[Opening DATASET RECORDS section]
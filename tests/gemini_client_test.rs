//! Gemini APIクライアントのHTTPレベルテスト
//!
//! wiremockでgenerateContentエンドポイントを立て、
//! リクエスト内容と失敗種別の振り分けを検証する。

use image_extract_rust::extractor::{ExtractionError, Extractor, GeminiClient, ImagePayload};
use serde_json::{json, Value};
use wiremock::matchers::{method, path, query_param};
use wiremock::{Mock, MockServer, ResponseTemplate};

const MODEL: &str = "gemini-2.5-flash";
const ENDPOINT: &str = "/models/gemini-2.5-flash:generateContent";

fn payload() -> ImagePayload<'static> {
    ImagePayload {
        data_base64: "aW1hZ2U=",
        mime_type: "image/jpeg",
    }
}

fn text_response(text: &str) -> Value {
    json!({
        "candidates": [{
            "content": { "parts": [{ "text": text }], "role": "model" },
            "finishReason": "STOP"
        }]
    })
}

fn error_response(code: u16, message: &str, status: &str) -> Value {
    json!({ "error": { "code": code, "message": message, "status": status } })
}

async fn client_for(server: &MockServer) -> GeminiClient {
    GeminiClient::new(&server.uri(), MODEL).expect("クライアント作成失敗")
}

#[tokio::test]
async fn test_extract_success_keeps_null_fields() {
    let server = MockServer::start().await;
    Mock::given(method("POST"))
        .and(path(ENDPOINT))
        .and(query_param("key", "test-key"))
        .respond_with(
            ResponseTemplate::new(200)
                .set_body_json(text_response(r#"{"name": "Acme", "date": null}"#)),
        )
        .expect(1)
        .mount(&server)
        .await;

    let client = client_for(&server).await;
    let fields = client
        .extract("test-key", payload(), "名前と日付を抽出")
        .await
        .expect("抽出に失敗");

    assert_eq!(fields.len(), 2);
    assert_eq!(fields.get("name"), Some(&Some("Acme".to_string())));
    assert_eq!(fields.get("date"), Some(&None));
}

#[tokio::test]
async fn test_request_carries_prompt_and_image() {
    let server = MockServer::start().await;
    Mock::given(method("POST"))
        .and(path(ENDPOINT))
        .respond_with(ResponseTemplate::new(200).set_body_json(text_response(r#"{"a": "1"}"#)))
        .mount(&server)
        .await;

    let client = client_for(&server).await;
    client
        .extract("test-key", payload(), "カスタム指示")
        .await
        .expect("抽出に失敗");

    let requests = server.received_requests().await.expect("リクエスト記録なし");
    assert_eq!(requests.len(), 1);

    let body: Value = serde_json::from_slice(&requests[0].body).expect("JSONではない");
    assert_eq!(body["systemInstruction"]["parts"][0]["text"], "カスタム指示");
    assert_eq!(body["contents"][0]["parts"][0]["inline_data"]["mime_type"], "image/jpeg");
    assert_eq!(body["contents"][0]["parts"][0]["inline_data"]["data"], "aW1hZ2U=");
    assert_eq!(body["generationConfig"]["responseMimeType"], "application/json");
}

#[tokio::test]
async fn test_fenced_json_is_accepted() {
    let server = MockServer::start().await;
    Mock::given(method("POST"))
        .and(path(ENDPOINT))
        .respond_with(
            ResponseTemplate::new(200)
                .set_body_json(text_response("```json\n{\"total\": 1200}\n```")),
        )
        .mount(&server)
        .await;

    let client = client_for(&server).await;
    let fields = client.extract("test-key", payload(), "p").await.expect("抽出に失敗");
    assert_eq!(fields.get("total"), Some(&Some("1200".to_string())));
}

#[tokio::test]
async fn test_rate_limited() {
    let server = MockServer::start().await;
    Mock::given(method("POST"))
        .and(path(ENDPOINT))
        .respond_with(ResponseTemplate::new(429).set_body_json(error_response(
            429,
            "Resource has been exhausted (e.g. check quota).",
            "RESOURCE_EXHAUSTED",
        )))
        .mount(&server)
        .await;

    let client = client_for(&server).await;
    let err = client.extract("test-key", payload(), "p").await.unwrap_err();
    assert_eq!(err, ExtractionError::RateLimited);
}

#[tokio::test]
async fn test_invalid_api_key() {
    let server = MockServer::start().await;
    Mock::given(method("POST"))
        .and(path(ENDPOINT))
        .respond_with(ResponseTemplate::new(400).set_body_json(error_response(
            400,
            "API key not valid. Please pass a valid API key.",
            "INVALID_ARGUMENT",
        )))
        .mount(&server)
        .await;

    let client = client_for(&server).await;
    let err = client.extract("bad-key", payload(), "p").await.unwrap_err();
    assert_eq!(err, ExtractionError::InvalidCredential);
}

#[tokio::test]
async fn test_other_http_error_is_unknown() {
    let server = MockServer::start().await;
    Mock::given(method("POST"))
        .and(path(ENDPOINT))
        .respond_with(ResponseTemplate::new(500).set_body_json(error_response(
            500,
            "Internal error encountered.",
            "INTERNAL",
        )))
        .mount(&server)
        .await;

    let client = client_for(&server).await;
    match client.extract("test-key", payload(), "p").await {
        Err(ExtractionError::Unknown(message)) => {
            assert!(message.contains("500"));
            assert!(message.contains("Internal error encountered."));
        }
        other => panic!("Unknownになっていない: {:?}", other),
    }
}

#[tokio::test]
async fn test_no_candidates_is_empty_response() {
    let server = MockServer::start().await;
    Mock::given(method("POST"))
        .and(path(ENDPOINT))
        .respond_with(ResponseTemplate::new(200).set_body_json(json!({ "candidates": [] })))
        .mount(&server)
        .await;

    let client = client_for(&server).await;
    let err = client.extract("test-key", payload(), "p").await.unwrap_err();
    assert_eq!(err, ExtractionError::EmptyResponse);
}

#[tokio::test]
async fn test_blank_text_is_empty_response() {
    let server = MockServer::start().await;
    Mock::given(method("POST"))
        .and(path(ENDPOINT))
        .respond_with(ResponseTemplate::new(200).set_body_json(text_response("   \n")))
        .mount(&server)
        .await;

    let client = client_for(&server).await;
    let err = client.extract("test-key", payload(), "p").await.unwrap_err();
    assert_eq!(err, ExtractionError::EmptyResponse);
}

#[tokio::test]
async fn test_prose_is_invalid_format() {
    let server = MockServer::start().await;
    Mock::given(method("POST"))
        .and(path(ENDPOINT))
        .respond_with(
            ResponseTemplate::new(200)
                .set_body_json(text_response("申し訳ありませんが、この画像には文字がありません。")),
        )
        .mount(&server)
        .await;

    let client = client_for(&server).await;
    let err = client.extract("test-key", payload(), "p").await.unwrap_err();
    assert!(matches!(err, ExtractionError::InvalidResponseFormat(_)));
}

#[tokio::test]
async fn test_missing_key_makes_no_request() {
    let server = MockServer::start().await;
    Mock::given(method("POST"))
        .respond_with(ResponseTemplate::new(200).set_body_json(text_response("{}")))
        .expect(0)
        .mount(&server)
        .await;

    let client = client_for(&server).await;
    let err = client.extract("  ", payload(), "p").await.unwrap_err();
    assert_eq!(err, ExtractionError::MissingCredential);
}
[Closing DATASET RECORDS section]
> [EXERCISE REQUIREMENTS]:
For each line of the data that has the word "Acme", report that line.

> [SOLVED EXERCISE]:
                .set_body_json(text_response(r#"{"name": "Acme", "date": null}"#)),
    assert_eq!(fields.get("name"), Some(&Some("Acme".to_string())));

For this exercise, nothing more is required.